Data provided: Begin
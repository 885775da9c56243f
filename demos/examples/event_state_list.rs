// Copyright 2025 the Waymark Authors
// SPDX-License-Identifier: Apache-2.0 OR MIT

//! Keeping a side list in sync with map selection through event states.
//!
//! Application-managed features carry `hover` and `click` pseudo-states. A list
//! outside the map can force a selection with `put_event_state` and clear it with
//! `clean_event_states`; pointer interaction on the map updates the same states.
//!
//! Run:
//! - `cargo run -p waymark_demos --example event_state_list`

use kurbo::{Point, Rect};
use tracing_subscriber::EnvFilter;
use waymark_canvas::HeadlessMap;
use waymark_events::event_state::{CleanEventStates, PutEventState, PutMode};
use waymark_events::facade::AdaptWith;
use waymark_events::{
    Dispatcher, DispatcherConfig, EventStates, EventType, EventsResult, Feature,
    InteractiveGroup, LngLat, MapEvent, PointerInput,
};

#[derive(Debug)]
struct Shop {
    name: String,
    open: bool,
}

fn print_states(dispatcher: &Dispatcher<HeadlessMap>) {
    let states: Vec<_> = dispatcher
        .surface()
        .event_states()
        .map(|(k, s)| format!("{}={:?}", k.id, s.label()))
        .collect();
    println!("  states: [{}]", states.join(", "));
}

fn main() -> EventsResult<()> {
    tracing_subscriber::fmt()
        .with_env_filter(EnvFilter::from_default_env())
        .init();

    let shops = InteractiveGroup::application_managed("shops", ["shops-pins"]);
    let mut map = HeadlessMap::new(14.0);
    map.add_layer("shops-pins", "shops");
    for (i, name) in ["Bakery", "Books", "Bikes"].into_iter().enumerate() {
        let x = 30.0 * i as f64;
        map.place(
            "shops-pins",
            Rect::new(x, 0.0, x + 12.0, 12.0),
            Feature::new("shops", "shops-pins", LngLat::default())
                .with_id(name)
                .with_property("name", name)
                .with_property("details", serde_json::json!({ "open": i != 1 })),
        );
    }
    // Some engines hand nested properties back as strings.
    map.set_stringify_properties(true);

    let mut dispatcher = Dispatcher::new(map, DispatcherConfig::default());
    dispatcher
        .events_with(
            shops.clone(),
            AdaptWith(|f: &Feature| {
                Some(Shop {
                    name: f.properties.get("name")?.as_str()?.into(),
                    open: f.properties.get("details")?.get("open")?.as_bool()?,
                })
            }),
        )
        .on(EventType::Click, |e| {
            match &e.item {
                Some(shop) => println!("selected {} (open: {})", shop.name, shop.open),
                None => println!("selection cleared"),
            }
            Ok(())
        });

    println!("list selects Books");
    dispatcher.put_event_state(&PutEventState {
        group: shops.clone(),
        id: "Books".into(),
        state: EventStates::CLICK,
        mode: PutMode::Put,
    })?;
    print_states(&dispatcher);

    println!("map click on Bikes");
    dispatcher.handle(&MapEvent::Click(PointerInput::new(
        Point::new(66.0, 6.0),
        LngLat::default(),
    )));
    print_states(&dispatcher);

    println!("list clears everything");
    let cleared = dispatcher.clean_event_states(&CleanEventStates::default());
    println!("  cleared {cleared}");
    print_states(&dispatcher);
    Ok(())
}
Data provided: End
Data provided: Begin
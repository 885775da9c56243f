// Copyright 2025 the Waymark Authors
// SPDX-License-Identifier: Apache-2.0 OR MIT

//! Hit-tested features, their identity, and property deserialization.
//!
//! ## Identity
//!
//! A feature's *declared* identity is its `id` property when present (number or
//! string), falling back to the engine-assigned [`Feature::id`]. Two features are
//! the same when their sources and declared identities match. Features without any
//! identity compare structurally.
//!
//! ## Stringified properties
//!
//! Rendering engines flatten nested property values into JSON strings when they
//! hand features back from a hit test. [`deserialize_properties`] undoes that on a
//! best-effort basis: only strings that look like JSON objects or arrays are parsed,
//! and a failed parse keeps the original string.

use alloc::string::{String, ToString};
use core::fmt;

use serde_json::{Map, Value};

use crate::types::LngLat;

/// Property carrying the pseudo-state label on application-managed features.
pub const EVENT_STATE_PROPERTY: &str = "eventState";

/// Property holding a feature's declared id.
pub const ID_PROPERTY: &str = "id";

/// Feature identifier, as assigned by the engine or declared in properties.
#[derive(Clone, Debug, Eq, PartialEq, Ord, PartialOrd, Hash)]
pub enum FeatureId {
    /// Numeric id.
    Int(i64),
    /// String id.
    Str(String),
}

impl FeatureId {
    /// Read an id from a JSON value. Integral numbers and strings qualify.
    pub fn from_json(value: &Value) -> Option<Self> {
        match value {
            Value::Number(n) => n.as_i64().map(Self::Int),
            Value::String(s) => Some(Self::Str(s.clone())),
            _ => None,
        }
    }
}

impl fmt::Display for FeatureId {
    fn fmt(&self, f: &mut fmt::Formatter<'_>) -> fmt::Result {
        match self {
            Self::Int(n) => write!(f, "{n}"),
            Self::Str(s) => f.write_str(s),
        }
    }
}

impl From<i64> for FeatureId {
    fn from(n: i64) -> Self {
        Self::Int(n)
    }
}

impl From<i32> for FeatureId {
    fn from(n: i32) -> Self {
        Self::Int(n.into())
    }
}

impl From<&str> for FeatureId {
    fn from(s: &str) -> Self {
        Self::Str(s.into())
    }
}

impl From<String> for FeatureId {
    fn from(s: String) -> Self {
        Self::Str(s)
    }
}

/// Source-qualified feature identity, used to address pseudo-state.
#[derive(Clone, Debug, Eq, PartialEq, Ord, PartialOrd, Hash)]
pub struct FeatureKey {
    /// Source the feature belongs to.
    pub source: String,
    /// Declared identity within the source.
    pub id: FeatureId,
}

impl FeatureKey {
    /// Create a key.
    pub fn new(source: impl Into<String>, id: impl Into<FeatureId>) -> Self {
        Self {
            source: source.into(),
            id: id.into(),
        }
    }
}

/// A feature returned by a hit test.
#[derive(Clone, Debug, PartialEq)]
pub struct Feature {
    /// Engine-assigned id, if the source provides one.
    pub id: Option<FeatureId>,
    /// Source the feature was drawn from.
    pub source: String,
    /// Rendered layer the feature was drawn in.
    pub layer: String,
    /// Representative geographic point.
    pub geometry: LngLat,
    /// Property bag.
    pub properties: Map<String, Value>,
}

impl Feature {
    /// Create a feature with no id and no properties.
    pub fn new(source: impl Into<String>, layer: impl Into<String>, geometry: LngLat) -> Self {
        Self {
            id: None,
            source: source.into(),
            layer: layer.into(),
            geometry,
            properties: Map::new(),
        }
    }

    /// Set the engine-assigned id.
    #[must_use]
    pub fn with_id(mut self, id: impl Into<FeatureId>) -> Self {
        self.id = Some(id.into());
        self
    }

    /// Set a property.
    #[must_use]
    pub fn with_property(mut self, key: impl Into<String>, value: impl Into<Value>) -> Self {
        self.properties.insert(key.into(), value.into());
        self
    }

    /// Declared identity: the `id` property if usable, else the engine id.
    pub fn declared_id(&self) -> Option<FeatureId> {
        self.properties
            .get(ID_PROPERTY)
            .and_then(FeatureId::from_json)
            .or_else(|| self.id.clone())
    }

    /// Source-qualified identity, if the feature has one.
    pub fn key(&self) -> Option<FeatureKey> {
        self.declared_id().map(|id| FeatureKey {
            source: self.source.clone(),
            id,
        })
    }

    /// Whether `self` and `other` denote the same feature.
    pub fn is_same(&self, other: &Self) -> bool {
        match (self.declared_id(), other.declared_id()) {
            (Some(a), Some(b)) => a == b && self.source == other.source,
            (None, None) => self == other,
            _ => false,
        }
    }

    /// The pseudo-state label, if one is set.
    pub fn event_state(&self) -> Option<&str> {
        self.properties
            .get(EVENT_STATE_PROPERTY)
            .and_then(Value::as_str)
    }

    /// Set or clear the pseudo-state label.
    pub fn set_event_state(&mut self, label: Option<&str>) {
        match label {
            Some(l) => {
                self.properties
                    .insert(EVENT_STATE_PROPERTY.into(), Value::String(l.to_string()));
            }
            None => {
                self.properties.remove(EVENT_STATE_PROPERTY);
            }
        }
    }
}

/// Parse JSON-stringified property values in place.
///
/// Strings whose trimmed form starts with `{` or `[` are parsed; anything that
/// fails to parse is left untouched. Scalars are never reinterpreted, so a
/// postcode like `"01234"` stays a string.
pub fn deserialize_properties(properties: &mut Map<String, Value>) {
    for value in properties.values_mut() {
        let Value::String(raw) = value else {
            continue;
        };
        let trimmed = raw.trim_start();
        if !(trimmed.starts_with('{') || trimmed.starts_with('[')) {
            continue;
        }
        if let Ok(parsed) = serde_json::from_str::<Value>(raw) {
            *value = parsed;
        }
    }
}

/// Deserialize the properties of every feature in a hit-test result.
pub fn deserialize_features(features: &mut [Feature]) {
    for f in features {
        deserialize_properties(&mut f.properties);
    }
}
Data provided: End
Work order: In the records above, find the lines containing "when" and copy them.

Reply to the task:
//! A feature's *declared* identity is its `id` property when present (number or
//! the same when their sources and declared identities match. Features without any
//! Rendering engines flatten nested property values into JSON strings when they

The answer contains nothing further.